_Source records_
// This Source Code Form is subject to the terms of the Mozilla Public
// License, v. 2.0. If a copy of the MPL was not distributed with this
// file, You can obtain one at https://mozilla.org/MPL/2.0/.

//! Best-fit edit shape for a selected cluster.

use nalgebra::{Point3, Vector3};

use scenegrid_core::Aabb;

use crate::config::SelectionConfig;

/// Extents at or below this are treated as zero.
const FLAT_EPSILON: f64 = 1e-9;

/// Shape suggested to the edit pipeline for a selection.
#[derive(Debug, Clone, Copy, PartialEq)]
pub enum ShapeHint {
    Sphere {
        center: Point3<f64>,
        radius: f64,
    },
    Ellipsoid {
        center: Point3<f64>,
        radii: Vector3<f64>,
    },
    Box {
        center: Point3<f64>,
        half_extents: Vector3<f64>,
    },
}

impl ShapeHint {
    pub fn center(&self) -> Point3<f64> {
        match *self {
            ShapeHint::Sphere { center, .. }
            | ShapeHint::Ellipsoid { center, .. }
            | ShapeHint::Box { center, .. } => center,
        }
    }

    pub fn kind(&self) -> &'static str {
        match self {
            ShapeHint::Sphere { .. } => "sphere",
            ShapeHint::Ellipsoid { .. } => "ellipsoid",
            ShapeHint::Box { .. } => "box",
        }
    }
}

/// Picks a shape for a cluster with the given bounds, centred on `center`.
///
/// Nearly isotropic bounds get a sphere of the average half-extent. Bounds
/// dominated by one axis get an ellipsoid. Everything else gets a padded box.
pub fn suggest_shape(bounds: &Aabb, center: Point3<f64>, config: &SelectionConfig) -> ShapeHint {
    let half = bounds.size() * 0.5;

    let mut dims = [half.x, half.y, half.z];
    dims.sort_by(|a, b| a.total_cmp(b));
    let [smallest, middle, largest] = dims;

    let ratio = if largest <= FLAT_EPSILON {
        1.0
    } else if smallest <= FLAT_EPSILON {
        f64::INFINITY
    } else {
        largest / smallest
    };

    if ratio < config.sphere_max_ratio {
        return ShapeHint::Sphere {
            center,
            radius: (half.x + half.y + half.z) / 3.0,
        };
    }

    if largest > config.ellipsoid_dominance * middle {
        return ShapeHint::Ellipsoid {
            center,
            radii: half,
        };
    }

    ShapeHint::Box {
        center,
        half_extents: half * config.box_padding,
    }
}

#[cfg(test)]
mod tests {
    use super::*;
    use approx::assert_relative_eq;

    fn bounds(x: f64, y: f64, z: f64) -> Aabb {
        Aabb::new(Point3::origin(), Point3::new(x, y, z))
    }

    #[test]
    fn cube_gets_sphere() {
        let b = bounds(2.0, 2.2, 1.8);
        match suggest_shape(&b, b.center(), &SelectionConfig::default()) {
            ShapeHint::Sphere { radius, .. } => assert_relative_eq!(radius, 1.0),
            other => panic!("expected sphere, got {other:?}"),
        }
    }

    #[test]
    fn one_dominant_axis_gets_ellipsoid() {
        let b = bounds(1.0, 6.0, 1.5);
        match suggest_shape(&b, b.center(), &SelectionConfig::default()) {
            ShapeHint::Ellipsoid { radii, .. } => {
                assert_relative_eq!(radii, Vector3::new(0.5, 3.0, 0.75));
            }
            other => panic!("expected ellipsoid, got {other:?}"),
        }
    }

    #[test]
    fn slab_gets_padded_box() {
        let b = bounds(4.0, 1.0, 3.0);
        let config = SelectionConfig::default();
        match suggest_shape(&b, b.center(), &config) {
            ShapeHint::Box { half_extents, .. } => {
                assert_relative_eq!(half_extents, Vector3::new(2.0, 0.5, 1.5) * config.box_padding);
            }
            other => panic!("expected box, got {other:?}"),
        }
    }

    #[test]
    fn point_cluster_gets_zero_sphere() {
        let b = bounds(0.0, 0.0, 0.0);
        assert_eq!(
            suggest_shape(&b, b.center(), &SelectionConfig::default()).kind(),
            "sphere"
        );
    }

    #[test]
    fn flat_square_gets_box() {
        let b = bounds(2.0, 0.0, 2.0);
        assert_eq!(
            suggest_shape(&b, b.center(), &SelectionConfig::default()).kind(),
            "box"
        );
    }
}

_Exercise description_
Reproduce every record, matching each line exactly.

_Your solution_
// This Source Code Form is subject to the terms of the Mozilla Public
// License, v. 2.0. If a copy of the MPL was not distributed with this
// file, You can obtain one at https://mozilla.org/MPL/2.0/.

//! Best-fit edit shape for a selected cluster.

use nalgebra::{Point3, Vector3};

use scenegrid_core::Aabb;

use crate::config::SelectionConfig;

/// Extents at or below this are treated as zero.
const FLAT_EPSILON: f64 = 1e-9;

/// Shape suggested to the edit pipeline for a selection.
#[derive(Debug, Clone, Copy, PartialEq)]
pub enum ShapeHint {
    Sphere {
        center: Point3<f64>,
        radius: f64,
    },
    Ellipsoid {
        center: Point3<f64>,
        radii: Vector3<f64>,
    },
    Box {
        center: Point3<f64>,
        half_extents: Vector3<f64>,
    },
}

impl ShapeHint {
    pub fn center(&self) -> Point3<f64> {
        match *self {
            ShapeHint::Sphere { center, .. }
            | ShapeHint::Ellipsoid { center, .. }
            | ShapeHint::Box { center, .. } => center,
        }
    }

    pub fn kind(&self) -> &'static str {
        match self {
            ShapeHint::Sphere { .. } => "sphere",
            ShapeHint::Ellipsoid { .. } => "ellipsoid",
            ShapeHint::Box { .. } => "box",
        }
    }
}

/// Picks a shape for a cluster with the given bounds, centred on `center`.
///
/// Nearly isotropic bounds get a sphere of the average half-extent. Bounds
/// dominated by one axis get an ellipsoid. Everything else gets a padded box.
pub fn suggest_shape(bounds: &Aabb, center: Point3<f64>, config: &SelectionConfig) -> ShapeHint {
    let half = bounds.size() * 0.5;

    let mut dims = [half.x, half.y, half.z];
    dims.sort_by(|a, b| a.total_cmp(b));
    let [smallest, middle, largest] = dims;

    let ratio = if largest <= FLAT_EPSILON {
        1.0
    } else if smallest <= FLAT_EPSILON {
        f64::INFINITY
    } else {
        largest / smallest
    };

    if ratio < config.sphere_max_ratio {
        return ShapeHint::Sphere {
            center,
            radius: (half.x + half.y + half.z) / 3.0,
        };
    }

    if largest > config.ellipsoid_dominance * middle {
        return ShapeHint::Ellipsoid {
            center,
            radii: half,
        };
    }

    ShapeHint::Box {
        center,
        half_extents: half * config.box_padding,
    }
}

#[cfg(test)]
mod tests {
    use super::*;
    use approx::assert_relative_eq;

    fn bounds(x: f64, y: f64, z: f64) -> Aabb {
        Aabb::new(Point3::origin(), Point3::new(x, y, z))
    }

    #[test]
    fn cube_gets_sphere() {
        let b = bounds(2.0, 2.2, 1.8);
        match suggest_shape(&b, b.center(), &SelectionConfig::default()) {
            ShapeHint::Sphere { radius, .. } => assert_relative_eq!(radius, 1.0),
            other => panic!("expected sphere, got {other:?}"),
        }
    }

    #[test]
    fn one_dominant_axis_gets_ellipsoid() {
        let b = bounds(1.0, 6.0, 1.5);
        match suggest_shape(&b, b.center(), &SelectionConfig::default()) {
            ShapeHint::Ellipsoid { radii, .. } => {
                assert_relative_eq!(radii, Vector3::new(0.5, 3.0, 0.75));
            }
            other => panic!("expected ellipsoid, got {other:?}"),
        }
    }

    #[test]
    fn slab_gets_padded_box() {
        let b = bounds(4.0, 1.0, 3.0);
        let config = SelectionConfig::default();
        match suggest_shape(&b, b.center(), &config) {
            ShapeHint::Box { half_extents, .. } => {
                assert_relative_eq!(half_extents, Vector3::new(2.0, 0.5, 1.5) * config.box_padding);
            }
            other => panic!("expected box, got {other:?}"),
        }
    }

    #[test]
    fn point_cluster_gets_zero_sphere() {
        let b = bounds(0.0, 0.0, 0.0);
        assert_eq!(
            suggest_shape(&b, b.center(), &SelectionConfig::default()).kind(),
            "sphere"
        );
    }

    #[test]
    fn flat_square_gets_box() {
        let b = bounds(2.0, 0.0, 2.0);
        assert_eq!(
            suggest_shape(&b, b.center(), &SelectionConfig::default()).kind(),
            "box"
        );
    }
}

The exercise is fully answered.